Stored dataset items
--- START ---

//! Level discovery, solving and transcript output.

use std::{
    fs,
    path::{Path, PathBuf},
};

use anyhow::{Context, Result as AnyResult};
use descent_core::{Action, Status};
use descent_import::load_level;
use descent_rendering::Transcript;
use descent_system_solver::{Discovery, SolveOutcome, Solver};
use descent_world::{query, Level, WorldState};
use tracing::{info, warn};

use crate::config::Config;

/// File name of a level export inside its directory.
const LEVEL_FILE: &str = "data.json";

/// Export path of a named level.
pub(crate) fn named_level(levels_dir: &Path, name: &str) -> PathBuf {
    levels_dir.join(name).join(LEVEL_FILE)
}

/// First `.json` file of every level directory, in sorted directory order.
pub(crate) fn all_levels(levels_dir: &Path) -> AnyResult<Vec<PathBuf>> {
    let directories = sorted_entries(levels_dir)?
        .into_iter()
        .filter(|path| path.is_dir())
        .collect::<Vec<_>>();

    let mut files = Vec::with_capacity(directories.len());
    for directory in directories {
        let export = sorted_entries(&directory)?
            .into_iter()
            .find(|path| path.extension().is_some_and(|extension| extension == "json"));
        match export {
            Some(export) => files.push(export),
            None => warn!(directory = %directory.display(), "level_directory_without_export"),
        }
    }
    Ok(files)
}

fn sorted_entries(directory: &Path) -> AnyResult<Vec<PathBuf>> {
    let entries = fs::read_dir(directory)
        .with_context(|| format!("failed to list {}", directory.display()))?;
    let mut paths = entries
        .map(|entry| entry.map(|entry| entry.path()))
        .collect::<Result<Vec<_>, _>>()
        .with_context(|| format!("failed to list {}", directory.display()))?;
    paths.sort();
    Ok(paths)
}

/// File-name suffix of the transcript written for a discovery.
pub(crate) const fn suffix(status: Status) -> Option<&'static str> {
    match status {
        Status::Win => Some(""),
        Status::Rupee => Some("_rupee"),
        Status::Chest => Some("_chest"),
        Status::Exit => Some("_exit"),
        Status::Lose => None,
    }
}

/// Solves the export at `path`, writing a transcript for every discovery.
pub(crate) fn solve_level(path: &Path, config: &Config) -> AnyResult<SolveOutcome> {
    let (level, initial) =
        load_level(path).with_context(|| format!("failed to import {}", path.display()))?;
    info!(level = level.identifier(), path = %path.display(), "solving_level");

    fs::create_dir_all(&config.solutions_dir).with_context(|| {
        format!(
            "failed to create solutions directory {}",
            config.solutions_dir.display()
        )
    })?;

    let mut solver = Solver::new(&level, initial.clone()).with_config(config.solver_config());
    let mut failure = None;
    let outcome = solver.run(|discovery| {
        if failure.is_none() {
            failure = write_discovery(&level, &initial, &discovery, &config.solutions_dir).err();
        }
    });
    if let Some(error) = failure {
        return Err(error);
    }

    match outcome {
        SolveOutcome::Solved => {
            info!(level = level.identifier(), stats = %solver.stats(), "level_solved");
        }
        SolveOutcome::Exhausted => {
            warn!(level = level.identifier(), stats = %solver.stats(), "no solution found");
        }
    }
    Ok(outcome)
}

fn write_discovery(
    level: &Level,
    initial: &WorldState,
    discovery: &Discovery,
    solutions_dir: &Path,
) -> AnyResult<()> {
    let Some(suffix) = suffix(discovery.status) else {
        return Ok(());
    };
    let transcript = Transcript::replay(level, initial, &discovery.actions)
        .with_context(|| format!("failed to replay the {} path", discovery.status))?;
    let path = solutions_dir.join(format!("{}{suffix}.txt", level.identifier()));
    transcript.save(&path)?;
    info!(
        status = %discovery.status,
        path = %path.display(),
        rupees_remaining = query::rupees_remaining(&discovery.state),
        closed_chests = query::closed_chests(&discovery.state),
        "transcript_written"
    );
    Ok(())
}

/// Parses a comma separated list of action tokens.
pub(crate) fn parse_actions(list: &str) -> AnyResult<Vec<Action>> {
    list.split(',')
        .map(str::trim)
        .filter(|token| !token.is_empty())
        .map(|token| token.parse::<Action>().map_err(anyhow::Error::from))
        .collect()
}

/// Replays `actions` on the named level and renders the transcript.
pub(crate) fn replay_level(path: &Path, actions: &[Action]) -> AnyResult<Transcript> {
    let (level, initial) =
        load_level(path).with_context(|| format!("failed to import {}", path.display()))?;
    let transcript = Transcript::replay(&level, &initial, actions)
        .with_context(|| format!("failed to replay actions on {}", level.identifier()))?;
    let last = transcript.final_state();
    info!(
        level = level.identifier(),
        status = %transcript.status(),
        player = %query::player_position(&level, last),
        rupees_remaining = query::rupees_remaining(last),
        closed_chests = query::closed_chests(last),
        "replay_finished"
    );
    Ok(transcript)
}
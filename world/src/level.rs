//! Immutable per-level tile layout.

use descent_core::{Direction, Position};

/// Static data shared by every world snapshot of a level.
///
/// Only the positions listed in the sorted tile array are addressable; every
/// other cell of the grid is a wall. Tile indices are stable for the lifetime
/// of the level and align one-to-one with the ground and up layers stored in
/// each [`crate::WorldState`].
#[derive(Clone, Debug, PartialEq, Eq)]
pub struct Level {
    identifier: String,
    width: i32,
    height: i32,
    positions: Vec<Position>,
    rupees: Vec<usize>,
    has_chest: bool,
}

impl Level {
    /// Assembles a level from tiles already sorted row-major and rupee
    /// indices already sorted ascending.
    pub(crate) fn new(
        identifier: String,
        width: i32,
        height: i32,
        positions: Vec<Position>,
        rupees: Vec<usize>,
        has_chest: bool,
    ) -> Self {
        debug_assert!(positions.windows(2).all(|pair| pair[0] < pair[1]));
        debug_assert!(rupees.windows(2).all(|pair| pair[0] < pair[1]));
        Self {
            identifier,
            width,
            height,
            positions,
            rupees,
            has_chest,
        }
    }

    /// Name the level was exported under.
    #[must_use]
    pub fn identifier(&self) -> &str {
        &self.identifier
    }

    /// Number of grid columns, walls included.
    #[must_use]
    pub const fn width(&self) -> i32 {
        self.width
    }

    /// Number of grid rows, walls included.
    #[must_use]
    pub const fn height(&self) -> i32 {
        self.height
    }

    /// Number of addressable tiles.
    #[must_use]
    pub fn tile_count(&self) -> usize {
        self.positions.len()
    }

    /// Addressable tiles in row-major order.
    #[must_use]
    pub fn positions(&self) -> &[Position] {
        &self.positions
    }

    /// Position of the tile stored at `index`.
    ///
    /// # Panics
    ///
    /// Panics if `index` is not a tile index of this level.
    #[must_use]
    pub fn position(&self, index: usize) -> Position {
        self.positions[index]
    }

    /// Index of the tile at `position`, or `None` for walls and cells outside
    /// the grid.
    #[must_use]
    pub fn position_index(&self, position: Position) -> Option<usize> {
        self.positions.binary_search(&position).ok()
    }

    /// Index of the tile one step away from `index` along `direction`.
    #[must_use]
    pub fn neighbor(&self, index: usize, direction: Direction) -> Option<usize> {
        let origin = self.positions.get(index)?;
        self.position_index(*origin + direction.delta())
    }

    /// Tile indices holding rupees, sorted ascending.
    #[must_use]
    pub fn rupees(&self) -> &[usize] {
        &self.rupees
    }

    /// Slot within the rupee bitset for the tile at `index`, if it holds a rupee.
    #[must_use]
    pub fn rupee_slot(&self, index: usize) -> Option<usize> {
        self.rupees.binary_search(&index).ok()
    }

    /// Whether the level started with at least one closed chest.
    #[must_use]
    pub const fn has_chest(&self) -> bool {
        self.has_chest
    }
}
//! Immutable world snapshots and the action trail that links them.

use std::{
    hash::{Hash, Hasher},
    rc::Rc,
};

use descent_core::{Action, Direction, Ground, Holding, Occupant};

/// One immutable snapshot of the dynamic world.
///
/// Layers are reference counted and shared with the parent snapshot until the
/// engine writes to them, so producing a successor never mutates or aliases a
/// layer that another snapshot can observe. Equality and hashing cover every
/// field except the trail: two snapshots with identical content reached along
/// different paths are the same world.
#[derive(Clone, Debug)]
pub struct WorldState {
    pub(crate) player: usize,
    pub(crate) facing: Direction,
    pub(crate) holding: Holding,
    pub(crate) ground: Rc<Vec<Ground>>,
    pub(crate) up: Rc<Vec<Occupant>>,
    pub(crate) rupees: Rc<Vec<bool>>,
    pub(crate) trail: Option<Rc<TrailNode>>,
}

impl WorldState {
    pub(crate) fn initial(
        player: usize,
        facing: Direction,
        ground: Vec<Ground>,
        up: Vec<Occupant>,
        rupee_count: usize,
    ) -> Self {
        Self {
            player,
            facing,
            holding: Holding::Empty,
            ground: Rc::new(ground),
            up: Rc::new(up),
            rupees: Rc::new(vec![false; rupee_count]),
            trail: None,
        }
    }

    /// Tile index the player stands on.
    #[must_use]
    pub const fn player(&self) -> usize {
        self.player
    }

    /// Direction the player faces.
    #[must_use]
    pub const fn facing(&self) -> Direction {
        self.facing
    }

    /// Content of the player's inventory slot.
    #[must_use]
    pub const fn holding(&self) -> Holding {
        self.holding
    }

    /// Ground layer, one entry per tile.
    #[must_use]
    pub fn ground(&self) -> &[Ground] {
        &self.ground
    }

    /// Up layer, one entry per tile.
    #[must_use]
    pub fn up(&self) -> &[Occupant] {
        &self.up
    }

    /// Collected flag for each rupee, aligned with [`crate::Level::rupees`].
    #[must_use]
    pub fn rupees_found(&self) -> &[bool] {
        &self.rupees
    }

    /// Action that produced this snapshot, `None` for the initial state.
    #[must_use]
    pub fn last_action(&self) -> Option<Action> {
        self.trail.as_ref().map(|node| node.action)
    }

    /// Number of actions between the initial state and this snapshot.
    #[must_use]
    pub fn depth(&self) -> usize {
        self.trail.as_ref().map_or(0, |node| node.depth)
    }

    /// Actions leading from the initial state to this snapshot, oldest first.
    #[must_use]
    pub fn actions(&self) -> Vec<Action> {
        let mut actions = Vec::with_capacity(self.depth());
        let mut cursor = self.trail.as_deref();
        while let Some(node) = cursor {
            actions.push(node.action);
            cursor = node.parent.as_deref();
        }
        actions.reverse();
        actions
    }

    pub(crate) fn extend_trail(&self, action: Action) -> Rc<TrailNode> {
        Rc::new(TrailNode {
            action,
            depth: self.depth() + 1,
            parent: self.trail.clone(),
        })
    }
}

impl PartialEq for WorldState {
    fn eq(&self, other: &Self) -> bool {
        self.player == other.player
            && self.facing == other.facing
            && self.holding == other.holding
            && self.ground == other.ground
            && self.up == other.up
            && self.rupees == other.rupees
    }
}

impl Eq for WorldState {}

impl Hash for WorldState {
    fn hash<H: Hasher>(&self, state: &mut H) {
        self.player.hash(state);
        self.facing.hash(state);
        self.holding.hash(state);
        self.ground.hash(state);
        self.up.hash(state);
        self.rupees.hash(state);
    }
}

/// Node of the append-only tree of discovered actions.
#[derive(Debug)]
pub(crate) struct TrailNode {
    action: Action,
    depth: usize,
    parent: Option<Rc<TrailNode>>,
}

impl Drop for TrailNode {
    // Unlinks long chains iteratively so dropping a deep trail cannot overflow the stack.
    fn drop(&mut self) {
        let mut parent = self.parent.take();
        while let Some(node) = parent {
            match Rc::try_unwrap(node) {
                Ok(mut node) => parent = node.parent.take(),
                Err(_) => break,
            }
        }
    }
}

--- END ---

_What needs to be done_: Which lines above include the word "included"? Pick them out and copy them.

_Task output_:
    /// Number of grid columns, walls included.
    /// Number of grid rows, walls included.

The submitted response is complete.